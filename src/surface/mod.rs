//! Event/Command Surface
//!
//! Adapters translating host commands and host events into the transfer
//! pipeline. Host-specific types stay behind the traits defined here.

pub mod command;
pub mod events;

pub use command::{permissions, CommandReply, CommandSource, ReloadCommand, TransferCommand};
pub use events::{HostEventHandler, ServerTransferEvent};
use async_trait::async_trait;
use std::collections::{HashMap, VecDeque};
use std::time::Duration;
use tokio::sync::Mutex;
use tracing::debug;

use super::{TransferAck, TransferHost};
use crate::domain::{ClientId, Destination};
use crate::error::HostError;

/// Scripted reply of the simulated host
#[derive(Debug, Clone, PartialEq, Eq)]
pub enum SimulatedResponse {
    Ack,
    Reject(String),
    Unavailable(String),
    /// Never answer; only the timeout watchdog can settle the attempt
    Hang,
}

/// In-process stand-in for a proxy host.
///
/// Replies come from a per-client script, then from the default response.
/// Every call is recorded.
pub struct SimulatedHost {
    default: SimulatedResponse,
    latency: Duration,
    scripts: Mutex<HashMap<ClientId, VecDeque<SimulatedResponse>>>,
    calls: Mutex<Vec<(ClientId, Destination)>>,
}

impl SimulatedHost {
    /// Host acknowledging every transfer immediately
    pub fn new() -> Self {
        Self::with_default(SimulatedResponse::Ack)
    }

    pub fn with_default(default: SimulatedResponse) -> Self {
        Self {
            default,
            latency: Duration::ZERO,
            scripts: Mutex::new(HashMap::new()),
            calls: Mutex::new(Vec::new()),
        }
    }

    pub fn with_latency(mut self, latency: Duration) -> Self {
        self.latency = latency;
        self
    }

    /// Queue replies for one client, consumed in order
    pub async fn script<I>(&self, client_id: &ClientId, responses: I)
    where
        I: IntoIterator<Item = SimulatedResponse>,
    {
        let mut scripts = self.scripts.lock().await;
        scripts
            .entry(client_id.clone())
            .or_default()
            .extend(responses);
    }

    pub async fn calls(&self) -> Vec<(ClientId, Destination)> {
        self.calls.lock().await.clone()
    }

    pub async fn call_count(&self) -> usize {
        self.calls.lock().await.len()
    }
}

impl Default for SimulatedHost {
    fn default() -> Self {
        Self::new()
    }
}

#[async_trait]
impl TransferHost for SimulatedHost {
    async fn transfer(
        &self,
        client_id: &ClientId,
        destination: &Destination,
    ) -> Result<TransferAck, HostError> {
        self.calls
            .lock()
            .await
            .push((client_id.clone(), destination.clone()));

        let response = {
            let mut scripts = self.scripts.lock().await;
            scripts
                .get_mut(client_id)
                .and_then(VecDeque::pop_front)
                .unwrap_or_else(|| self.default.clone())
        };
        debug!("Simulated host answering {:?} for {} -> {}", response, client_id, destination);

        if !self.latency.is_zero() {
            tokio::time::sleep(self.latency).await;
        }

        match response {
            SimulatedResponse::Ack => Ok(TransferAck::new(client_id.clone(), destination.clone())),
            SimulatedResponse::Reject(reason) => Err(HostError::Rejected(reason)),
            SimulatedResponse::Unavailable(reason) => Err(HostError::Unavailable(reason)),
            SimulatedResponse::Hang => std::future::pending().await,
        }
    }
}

+---+

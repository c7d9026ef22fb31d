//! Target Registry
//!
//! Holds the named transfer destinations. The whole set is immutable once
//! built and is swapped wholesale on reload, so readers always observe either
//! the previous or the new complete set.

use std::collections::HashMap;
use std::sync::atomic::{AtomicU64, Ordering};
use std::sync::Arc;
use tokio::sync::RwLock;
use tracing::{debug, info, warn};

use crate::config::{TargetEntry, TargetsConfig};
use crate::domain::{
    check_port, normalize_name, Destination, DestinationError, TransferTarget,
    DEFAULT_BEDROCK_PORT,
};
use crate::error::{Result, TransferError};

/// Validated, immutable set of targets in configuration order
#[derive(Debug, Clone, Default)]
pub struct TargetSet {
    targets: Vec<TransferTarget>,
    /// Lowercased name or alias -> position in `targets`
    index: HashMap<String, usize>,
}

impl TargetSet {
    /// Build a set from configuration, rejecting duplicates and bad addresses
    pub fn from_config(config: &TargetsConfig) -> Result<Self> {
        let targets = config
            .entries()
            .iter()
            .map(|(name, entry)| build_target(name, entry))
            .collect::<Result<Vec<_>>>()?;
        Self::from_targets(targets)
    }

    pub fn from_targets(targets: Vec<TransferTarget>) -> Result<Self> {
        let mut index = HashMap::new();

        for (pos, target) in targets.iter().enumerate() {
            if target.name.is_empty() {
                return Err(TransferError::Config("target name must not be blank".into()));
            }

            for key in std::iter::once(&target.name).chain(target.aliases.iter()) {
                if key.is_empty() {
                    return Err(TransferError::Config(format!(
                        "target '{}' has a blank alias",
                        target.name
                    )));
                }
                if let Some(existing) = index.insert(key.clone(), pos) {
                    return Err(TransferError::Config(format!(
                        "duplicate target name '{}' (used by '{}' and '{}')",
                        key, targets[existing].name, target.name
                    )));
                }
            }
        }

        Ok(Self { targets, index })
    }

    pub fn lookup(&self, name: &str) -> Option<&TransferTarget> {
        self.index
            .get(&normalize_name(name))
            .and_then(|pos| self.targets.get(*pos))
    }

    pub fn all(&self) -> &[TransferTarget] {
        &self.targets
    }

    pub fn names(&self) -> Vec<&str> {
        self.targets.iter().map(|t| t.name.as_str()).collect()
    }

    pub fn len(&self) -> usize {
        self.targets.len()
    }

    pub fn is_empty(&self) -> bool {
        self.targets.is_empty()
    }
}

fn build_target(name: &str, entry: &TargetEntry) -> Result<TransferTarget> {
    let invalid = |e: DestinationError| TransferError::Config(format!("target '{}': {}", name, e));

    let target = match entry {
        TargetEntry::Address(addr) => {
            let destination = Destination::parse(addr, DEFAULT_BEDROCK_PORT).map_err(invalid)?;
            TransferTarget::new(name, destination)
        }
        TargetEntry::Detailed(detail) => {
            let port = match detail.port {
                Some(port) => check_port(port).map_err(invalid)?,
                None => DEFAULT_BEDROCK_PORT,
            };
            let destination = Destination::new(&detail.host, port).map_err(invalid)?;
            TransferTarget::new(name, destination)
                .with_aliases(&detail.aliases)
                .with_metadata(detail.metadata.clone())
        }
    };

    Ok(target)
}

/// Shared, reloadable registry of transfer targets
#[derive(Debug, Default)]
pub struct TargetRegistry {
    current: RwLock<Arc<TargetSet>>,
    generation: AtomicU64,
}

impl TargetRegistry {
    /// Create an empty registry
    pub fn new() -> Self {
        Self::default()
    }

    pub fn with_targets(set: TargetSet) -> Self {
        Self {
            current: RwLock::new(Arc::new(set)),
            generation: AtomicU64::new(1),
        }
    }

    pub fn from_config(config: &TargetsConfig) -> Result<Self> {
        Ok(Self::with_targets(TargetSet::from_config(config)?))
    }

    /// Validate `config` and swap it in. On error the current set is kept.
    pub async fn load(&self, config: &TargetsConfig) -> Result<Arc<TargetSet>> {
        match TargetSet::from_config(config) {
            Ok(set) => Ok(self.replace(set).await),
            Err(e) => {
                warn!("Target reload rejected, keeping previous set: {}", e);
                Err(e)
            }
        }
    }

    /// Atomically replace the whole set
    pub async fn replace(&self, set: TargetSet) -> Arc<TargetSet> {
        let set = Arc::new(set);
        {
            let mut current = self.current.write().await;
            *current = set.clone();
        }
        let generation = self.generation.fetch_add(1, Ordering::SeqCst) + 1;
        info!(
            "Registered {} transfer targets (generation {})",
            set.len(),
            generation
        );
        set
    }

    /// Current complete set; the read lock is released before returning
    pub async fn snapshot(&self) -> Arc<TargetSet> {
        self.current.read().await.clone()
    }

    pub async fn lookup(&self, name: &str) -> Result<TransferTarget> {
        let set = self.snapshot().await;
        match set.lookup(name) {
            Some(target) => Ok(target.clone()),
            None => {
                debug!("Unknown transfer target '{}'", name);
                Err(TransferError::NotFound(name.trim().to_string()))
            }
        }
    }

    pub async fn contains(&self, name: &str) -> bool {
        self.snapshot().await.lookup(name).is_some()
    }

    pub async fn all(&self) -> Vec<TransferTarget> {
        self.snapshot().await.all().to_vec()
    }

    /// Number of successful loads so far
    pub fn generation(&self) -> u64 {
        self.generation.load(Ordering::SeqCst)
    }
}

+---+

WORK REQUEST => Collect, from the material above, every line containing the word "VecDeque".

COMPLETED EXERCISE =>
use std::collections::{HashMap, VecDeque};
    scripts: Mutex<HashMap<ClientId, VecDeque<SimulatedResponse>>>,
                .and_then(VecDeque::pop_front)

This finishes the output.